Stored records
..........

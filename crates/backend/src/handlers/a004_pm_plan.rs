use axum::{extract::Path, http::StatusCode, Json};
use contracts::domain::a004_pm_plan::aggregate::{
    GenerateResult, PlanStatus, PlanStatusResponse, PmPlan, PmPlanDto,
};
use contracts::domain::common::StatusChangeRequest;
use serde_json::json;

use crate::domain::a004_pm_plan;
use crate::shared::error::{parse_id, ApiResult, ServiceError};

/// GET /api/pm_plan
pub async fn list_all() -> ApiResult<Json<Vec<PmPlan>>> {
    Ok(Json(a004_pm_plan::service::list_all().await?))
}

/// GET /api/pm_plan/:id
pub async fn get_by_id(Path(id): Path<String>) -> ApiResult<Json<PmPlan>> {
    let plan = a004_pm_plan::service::get_by_id(parse_id(&id)?)
        .await?
        .ok_or_else(|| ServiceError::not_found("План ТО не найден"))?;
    Ok(Json(plan))
}

/// POST /api/pm_plan
pub async fn upsert(Json(dto): Json<PmPlanDto>) -> ApiResult<Json<serde_json::Value>> {
    let id = match dto.id.clone().filter(|id| !id.is_empty()) {
        Some(id) => {
            a004_pm_plan::service::update(dto).await?;
            id
        }
        None => a004_pm_plan::service::create(dto).await?.to_string(),
    };
    Ok(Json(json!({ "id": id })))
}

/// POST /api/pm_plan/:id/status
pub async fn change_status(
    Path(id): Path<String>,
    Json(req): Json<StatusChangeRequest>,
) -> ApiResult<Json<PlanStatusResponse>> {
    let next = req.parse::<PlanStatus>().map_err(ServiceError::validation)?;
    let (plan, generated) = a004_pm_plan::service::change_status(parse_id(&id)?, next).await?;
    Ok(Json(PlanStatusResponse { plan, generated }))
}

/// POST /api/pm_plan/:id/generate
pub async fn generate(Path(id): Path<String>) -> ApiResult<Json<GenerateResult>> {
    Ok(Json(a004_pm_plan::service::generate(parse_id(&id)?).await?))
}

/// DELETE /api/pm_plan/:id
pub async fn delete(Path(id): Path<String>) -> ApiResult<StatusCode> {
    if a004_pm_plan::service::delete(parse_id(&id)?).await? {
        Ok(StatusCode::OK)
    } else {
        Err(ServiceError::not_found("План ТО не найден").into())
    }
}

/// POST /api/pm_plan/testdata
pub async fn insert_test_data() -> ApiResult<StatusCode> {
    a004_pm_plan::service::insert_test_data().await?;
    Ok(StatusCode::OK)
}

..........

- Exercise objective: Repeat the data above, word for word.

- Exercise response:
filename crates/backend/src/handlers/a004_pm_plan.rs
use axum::{extract::Path, http::StatusCode, Json};
use contracts::domain::a004_pm_plan::aggregate::{
    GenerateResult, PlanStatus, PlanStatusResponse, PmPlan, PmPlanDto,
};
use contracts::domain::common::StatusChangeRequest;
use serde_json::json;

use crate::domain::a004_pm_plan;
use crate::shared::error::{parse_id, ApiResult, ServiceError};

/// GET /api/pm_plan
pub async fn list_all() -> ApiResult<Json<Vec<PmPlan>>> {
    Ok(Json(a004_pm_plan::service::list_all().await?))
}

/// GET /api/pm_plan/:id
pub async fn get_by_id(Path(id): Path<String>) -> ApiResult<Json<PmPlan>> {
    let plan = a004_pm_plan::service::get_by_id(parse_id(&id)?)
        .await?
        .ok_or_else(|| ServiceError::not_found("План ТО не найден"))?;
    Ok(Json(plan))
}

/// POST /api/pm_plan
pub async fn upsert(Json(dto): Json<PmPlanDto>) -> ApiResult<Json<serde_json::Value>> {
    let id = match dto.id.clone().filter(|id| !id.is_empty()) {
        Some(id) => {
            a004_pm_plan::service::update(dto).await?;
            id
        }
        None => a004_pm_plan::service::create(dto).await?.to_string(),
    };
    Ok(Json(json!({ "id": id })))
}

/// POST /api/pm_plan/:id/status
pub async fn change_status(
    Path(id): Path<String>,
    Json(req): Json<StatusChangeRequest>,
) -> ApiResult<Json<PlanStatusResponse>> {
    let next = req.parse::<PlanStatus>().map_err(ServiceError::validation)?;
    let (plan, generated) = a004_pm_plan::service::change_status(parse_id(&id)?, next).await?;
    Ok(Json(PlanStatusResponse { plan, generated }))
}

/// POST /api/pm_plan/:id/generate
pub async fn generate(Path(id): Path<String>) -> ApiResult<Json<GenerateResult>> {
    Ok(Json(a004_pm_plan::service::generate(parse_id(&id)?).await?))
}

/// DELETE /api/pm_plan/:id
pub async fn delete(Path(id): Path<String>) -> ApiResult<StatusCode> {
    if a004_pm_plan::service::delete(parse_id(&id)?).await? {
        Ok(StatusCode::OK)
    } else {
        Err(ServiceError::not_found("План ТО не найден").into())
    }
}

/// POST /api/pm_plan/testdata
pub async fn insert_test_data() -> ApiResult<StatusCode> {
    a004_pm_plan::service::insert_test_data().await?;
    Ok(StatusCode::OK)
}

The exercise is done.